Ognuno di voi si chieda come vorrebbe vedere il proprio territorio fra due anni e cosa deve fare per promuovere quel cambiamento. Nella consapevolezza che, ad oggi, siamo in balia di un sistema di sviluppo disumano, che ruba dalla natura e dagli uomini e che è responsabile di ecocidio e genocidio.

Ma la salute della Terra e la salute delle persone sono una cosa sola. Le alternative esistono e si basano sulla rigenerazione dei suoli tramite l’agroecologia, la salvaguardia della biodiversità, la promozione della filiera corta e di sistemi alimentari a km 0. Ciascuno di noi può invertire l’attuale tendenza disastrosa con le proprie piccole grandi scelte quotidiane: possiamo cambiare il mondo ad ogni boccone, ad ogni abito, ad ogni viaggio, ad ogni acquisto. Dobbiamo riprenderci il diritto di conservare i semi e la biodiversità. Il diritto al nutrimento e al cibo sano. Il diritto di proteggere la terra e le sue diverse specie. Dobbiamo fermare il furto delle multinazionali ai danni dei poveri e della natura.

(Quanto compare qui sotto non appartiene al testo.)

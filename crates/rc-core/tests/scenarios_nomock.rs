//! No-mock reconciliation scenarios over real snapshot directories.
//!
//! Covers:
//! - Scenario A: latest compileSdk wins, candidate accepted
//! - Scenario B: incompatible Kotlin walked back under a locked AGP
//! - Scenario C: classpath vs plugin-DSL declarations of google-services
//! - Scenario D: namespace drift, refused until split or pinned

use rc_common::{ConflictKind, ConflictStatus, Severity, ToolchainAxis, Version};
use rc_config::{load_config, ConfigPaths, LoadedConfig};
use rc_core::exit_codes::ExitCode;
use rc_core::logging::LogContext;
use rc_core::pipeline::{Reconciler, RunOptions};
use rc_core::report::{ModuleOutcome, RunReport};
use rc_core::resolve::Reason;
use std::path::{Path, PathBuf};

fn fixture(name: &str) -> PathBuf {
    Path::new(env!("CARGO_MANIFEST_DIR"))
        .join("tests")
        .join("fixtures")
        .join(name)
}

fn config() -> LoadedConfig {
    load_config(&ConfigPaths::default()).expect("built-in configuration")
}

fn options(module: Option<&str>) -> RunOptions {
    RunOptions {
        module: module.map(str::to_string),
        strict: false,
        jobs: 2,
        timeout: None,
    }
}

fn reconcile(name: &str, module: Option<&str>) -> RunReport {
    let config = config();
    Reconciler::new(&config, options(module), LogContext::new("run-scenario"))
        .run_dir(&fixture(name))
        .expect("fixture directory reconciles")
}

#[test]
fn test_scenario_a_latest_compile_sdk_wins() {
    let report = reconcile("scenario_a", None);
    assert_eq!(report.exit_code(), ExitCode::Accepted);
    assert!(report.malformed.is_empty());

    let module = &report.modules[0];
    assert_eq!(module.name, "scenario_a");
    assert!(matches!(module.outcome, ModuleOutcome::Accepted { .. }));

    let config = module.outcome.config().expect("resolved config");
    let compile = config.compile_sdk.as_ref().expect("compile sdk");
    assert_eq!(compile.value, 36);
    assert_eq!(compile.snapshots, vec![2]);
    assert_eq!(compile.reason, Reason::LatestWins);

    let document = module.outcome.document().expect("rendered document");
    assert!(document.contains("compileSdk = 36"));
    assert!(!document.contains("compileSdk = 34"));
}

#[test]
fn test_scenario_b_kotlin_downgraded_under_locked_agp() {
    let report = reconcile("scenario_b", None);
    let module = &report.modules[0];
    let config = module.outcome.config().expect("resolved config");

    let agp = &config.toolchain[&ToolchainAxis::BuildTool];
    assert_eq!(agp.value, "8.1.1".parse::<Version>().unwrap());

    let kotlin = &config.toolchain[&ToolchainAxis::LanguageCompiler];
    assert_eq!(kotlin.value, "1.9.22".parse::<Version>().unwrap());
    assert_eq!(kotlin.snapshots, vec![2]);
    assert_eq!(
        kotlin.reason,
        Reason::DowngradedFrom {
            from: "2.2.21".to_string()
        }
    );

    let incompatibility = module
        .conflicts
        .iter()
        .find(|c| c.kind == ConflictKind::VersionIncompatibility)
        .expect("kotlin 2.2.21 vs AGP 8.1.1 is flagged");
    assert_eq!(incompatibility.severity, Severity::Error);
    assert_eq!(incompatibility.status, ConflictStatus::Downgraded);
    assert!(incompatibility.values.contains(&"2.2.21".to_string()));

    assert!(matches!(module.outcome, ModuleOutcome::Accepted { .. }));
    let document = module.outcome.document().expect("rendered document");
    assert!(document.contains("// downgraded from 2.2.21"), "{}", document);
    assert_eq!(report.exit_code(), ExitCode::Accepted);
}

#[test]
fn test_scenario_c_redundant_declaration_is_informational() {
    let report = reconcile("scenario_c", None);
    let module = &report.modules[0];

    assert!(
        !module
            .conflicts
            .iter()
            .any(|c| c.kind == ConflictKind::DuplicatePluginApplication),
        "only the classpath entry is applied"
    );
    let redundant = module
        .conflicts
        .iter()
        .find(|c| c.kind == ConflictKind::RedundantDeclaration)
        .expect("classpath and plugin DSL both declare google-services");
    assert_eq!(redundant.severity, Severity::Info);
    assert_eq!(redundant.values, vec!["com.google.gms.google-services"]);
    assert_eq!(redundant.snapshots, vec![1, 2]);
    assert!(!redundant.is_blocking());
}

#[test]
fn test_scenario_d_identity_drift_is_refused() {
    let report = reconcile("scenario_d", None);
    let module = &report.modules[0];

    let drift = module
        .conflicts
        .iter()
        .find(|c| c.kind == ConflictKind::IdentityDrift)
        .expect("namespace drift");
    assert_eq!(drift.snapshots, vec![1, 3]);
    assert_eq!(drift.values, vec!["com.nexa.madeeasy", "com.cashnet.app"]);
    assert!(drift.is_blocking());

    match &module.outcome {
        ModuleOutcome::Unresolvable { error } => assert_eq!(error.field, "namespace"),
        other => panic!("expected unresolvable, got {}", other.name()),
    }
    assert_eq!(report.exit_code(), ExitCode::Conflicts);
}

#[test]
fn test_scenario_d_explicit_pin() {
    let report = reconcile("scenario_d", Some("com.cashnet.app"));
    let module = &report.modules[0];
    let config = module.outcome.config().expect("pinned module resolves");
    let namespace = config.namespace.as_ref().expect("namespace");
    assert_eq!(namespace.value, "com.cashnet.app");
    assert_eq!(namespace.reason, Reason::Pinned);

    let drift = module
        .conflicts
        .iter()
        .find(|c| c.kind == ConflictKind::IdentityDrift)
        .expect("drift is still reported");
    assert_eq!(drift.status, ConflictStatus::Pinned);
    assert_eq!(report.exit_code(), ExitCode::Accepted);
}

#[test]
fn test_scenario_d_pin_outside_the_sequence_is_refused() {
    let report = reconcile("scenario_d", Some("com.cashnet.ap"));
    let module = &report.modules[0];
    match &module.outcome {
        ModuleOutcome::Unresolvable { error } => {
            assert_eq!(error.field, "namespace");
            assert!(error.reason.contains("com.cashnet.ap is not declared"));
        }
        other => panic!("expected unresolvable, got {}", other.name()),
    }
    assert_eq!(module.errors.len(), 1);
    assert_eq!(module.errors[0].code, 30);
    assert_eq!(report.exit_code(), ExitCode::Conflicts);
}

#[test]
fn test_scenario_d_split_by_manifest() {
    let report = reconcile("split", None);
    assert_eq!(report.exit_code(), ExitCode::Accepted);

    let madeeasy = &report.modules[0];
    assert_eq!(madeeasy.name, "madeeasy");
    assert_eq!(madeeasy.snapshots.len(), 2);
    assert!(!madeeasy
        .conflicts
        .iter()
        .any(|c| c.kind == ConflictKind::IdentityDrift));
    let config = madeeasy.outcome.config().expect("madeeasy resolves");
    assert_eq!(config.min_sdk.as_ref().map(|r| r.value), Some(28));

    let cashnet = &report.modules[1];
    assert_eq!(cashnet.name, "cashnet");
    assert_eq!(cashnet.snapshots.len(), 1);
    assert_eq!(cashnet.snapshots[0].source, "03-cashnet.gradle.kts");
}

#[test]
fn test_malformed_snapshot_is_reported_and_skipped() {
    let report = reconcile("malformed", None);
    assert_eq!(report.malformed.len(), 1);
    let malformed = &report.malformed[0];
    assert_eq!(malformed.source, "02-broken.gradle.kts");
    assert!(malformed.error.message.contains("02-broken.gradle.kts"));

    let module = &report.modules[0];
    assert_eq!(module.snapshots.len(), 1);
    assert!(matches!(module.outcome, ModuleOutcome::Accepted { .. }));
    assert_eq!(report.exit_code(), ExitCode::MalformedInput);
}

La democrazia alimentare è al centro dell’agenda per i diritti umani, per la sostenibilità ecologica e la giustizia sociale. Non abbiamo mai avuto una situazione del genere nella storia dell’umanità: sappiamo esattamente cosa succederà fra 100 anni ma per cambiare rotta, per evitare la nostra stessa estinzione, abbiamo solo 10 anni!